§ **Exercise materials**:

------

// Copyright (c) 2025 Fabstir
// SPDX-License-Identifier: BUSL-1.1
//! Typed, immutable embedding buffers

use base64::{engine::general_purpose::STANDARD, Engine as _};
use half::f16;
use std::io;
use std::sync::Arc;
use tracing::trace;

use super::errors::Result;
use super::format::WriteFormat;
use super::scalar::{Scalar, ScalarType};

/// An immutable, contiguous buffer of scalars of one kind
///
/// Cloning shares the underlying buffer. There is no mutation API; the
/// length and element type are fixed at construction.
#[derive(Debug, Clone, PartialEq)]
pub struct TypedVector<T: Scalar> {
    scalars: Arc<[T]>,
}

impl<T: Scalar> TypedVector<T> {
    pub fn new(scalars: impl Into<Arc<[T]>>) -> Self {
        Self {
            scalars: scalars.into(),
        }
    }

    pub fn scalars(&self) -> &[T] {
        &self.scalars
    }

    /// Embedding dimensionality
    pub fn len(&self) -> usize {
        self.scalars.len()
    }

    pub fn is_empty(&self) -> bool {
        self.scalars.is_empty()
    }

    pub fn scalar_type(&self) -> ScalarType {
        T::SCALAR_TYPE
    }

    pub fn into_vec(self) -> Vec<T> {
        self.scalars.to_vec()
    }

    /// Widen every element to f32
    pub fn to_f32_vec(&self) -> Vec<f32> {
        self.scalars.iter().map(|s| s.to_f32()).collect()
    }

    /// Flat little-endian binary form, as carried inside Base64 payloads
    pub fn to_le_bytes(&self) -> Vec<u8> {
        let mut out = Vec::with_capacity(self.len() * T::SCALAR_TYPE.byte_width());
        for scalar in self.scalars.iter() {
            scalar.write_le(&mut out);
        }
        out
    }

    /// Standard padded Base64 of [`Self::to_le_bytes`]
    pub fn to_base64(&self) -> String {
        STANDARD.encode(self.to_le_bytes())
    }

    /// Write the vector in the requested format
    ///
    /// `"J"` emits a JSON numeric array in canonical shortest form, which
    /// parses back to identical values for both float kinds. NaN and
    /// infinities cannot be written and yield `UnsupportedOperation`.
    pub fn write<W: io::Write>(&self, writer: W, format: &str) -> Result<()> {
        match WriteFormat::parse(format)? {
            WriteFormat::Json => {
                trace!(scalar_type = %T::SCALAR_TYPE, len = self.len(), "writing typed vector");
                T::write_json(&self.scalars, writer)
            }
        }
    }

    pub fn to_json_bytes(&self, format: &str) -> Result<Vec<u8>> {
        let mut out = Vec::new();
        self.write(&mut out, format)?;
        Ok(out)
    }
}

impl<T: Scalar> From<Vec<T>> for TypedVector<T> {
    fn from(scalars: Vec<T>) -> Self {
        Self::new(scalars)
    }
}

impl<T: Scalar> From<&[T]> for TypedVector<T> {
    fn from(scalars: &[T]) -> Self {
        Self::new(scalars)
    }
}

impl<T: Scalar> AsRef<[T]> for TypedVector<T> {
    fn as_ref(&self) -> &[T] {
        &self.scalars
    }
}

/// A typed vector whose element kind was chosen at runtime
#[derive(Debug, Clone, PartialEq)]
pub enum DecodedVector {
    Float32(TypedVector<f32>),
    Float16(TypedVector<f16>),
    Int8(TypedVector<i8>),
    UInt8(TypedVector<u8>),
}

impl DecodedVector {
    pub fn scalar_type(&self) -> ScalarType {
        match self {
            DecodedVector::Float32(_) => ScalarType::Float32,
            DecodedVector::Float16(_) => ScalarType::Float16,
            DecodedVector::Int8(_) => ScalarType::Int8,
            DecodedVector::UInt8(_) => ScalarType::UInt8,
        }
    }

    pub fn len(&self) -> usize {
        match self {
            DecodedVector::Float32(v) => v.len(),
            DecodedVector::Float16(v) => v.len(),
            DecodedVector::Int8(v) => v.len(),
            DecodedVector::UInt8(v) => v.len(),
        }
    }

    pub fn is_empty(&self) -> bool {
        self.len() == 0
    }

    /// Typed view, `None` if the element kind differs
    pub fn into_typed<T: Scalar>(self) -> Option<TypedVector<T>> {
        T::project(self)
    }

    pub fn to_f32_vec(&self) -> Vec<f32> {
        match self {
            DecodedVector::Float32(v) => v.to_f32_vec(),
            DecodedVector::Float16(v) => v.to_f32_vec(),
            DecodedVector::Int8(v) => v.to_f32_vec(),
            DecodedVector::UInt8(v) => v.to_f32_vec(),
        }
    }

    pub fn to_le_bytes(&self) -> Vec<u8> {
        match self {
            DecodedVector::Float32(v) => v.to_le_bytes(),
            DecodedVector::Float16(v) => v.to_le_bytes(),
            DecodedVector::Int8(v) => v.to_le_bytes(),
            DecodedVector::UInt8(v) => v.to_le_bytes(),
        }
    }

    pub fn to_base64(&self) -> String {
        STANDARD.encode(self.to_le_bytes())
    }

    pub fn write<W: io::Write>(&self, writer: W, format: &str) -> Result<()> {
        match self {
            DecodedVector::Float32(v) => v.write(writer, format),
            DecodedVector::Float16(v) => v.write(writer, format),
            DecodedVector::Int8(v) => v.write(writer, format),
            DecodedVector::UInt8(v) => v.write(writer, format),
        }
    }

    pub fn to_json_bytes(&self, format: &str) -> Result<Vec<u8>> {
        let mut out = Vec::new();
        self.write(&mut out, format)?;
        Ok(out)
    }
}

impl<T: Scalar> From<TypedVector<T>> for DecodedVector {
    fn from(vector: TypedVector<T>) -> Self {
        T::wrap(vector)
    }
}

------

§ **Exercise directions**: Pull each line that includes the word "element" out of the material above.

§ **Exercise output**:
/// length and element type are fixed at construction.
    /// Widen every element to f32
/// A typed vector whose element kind was chosen at runtime
    /// Typed view, `None` if the element kind differs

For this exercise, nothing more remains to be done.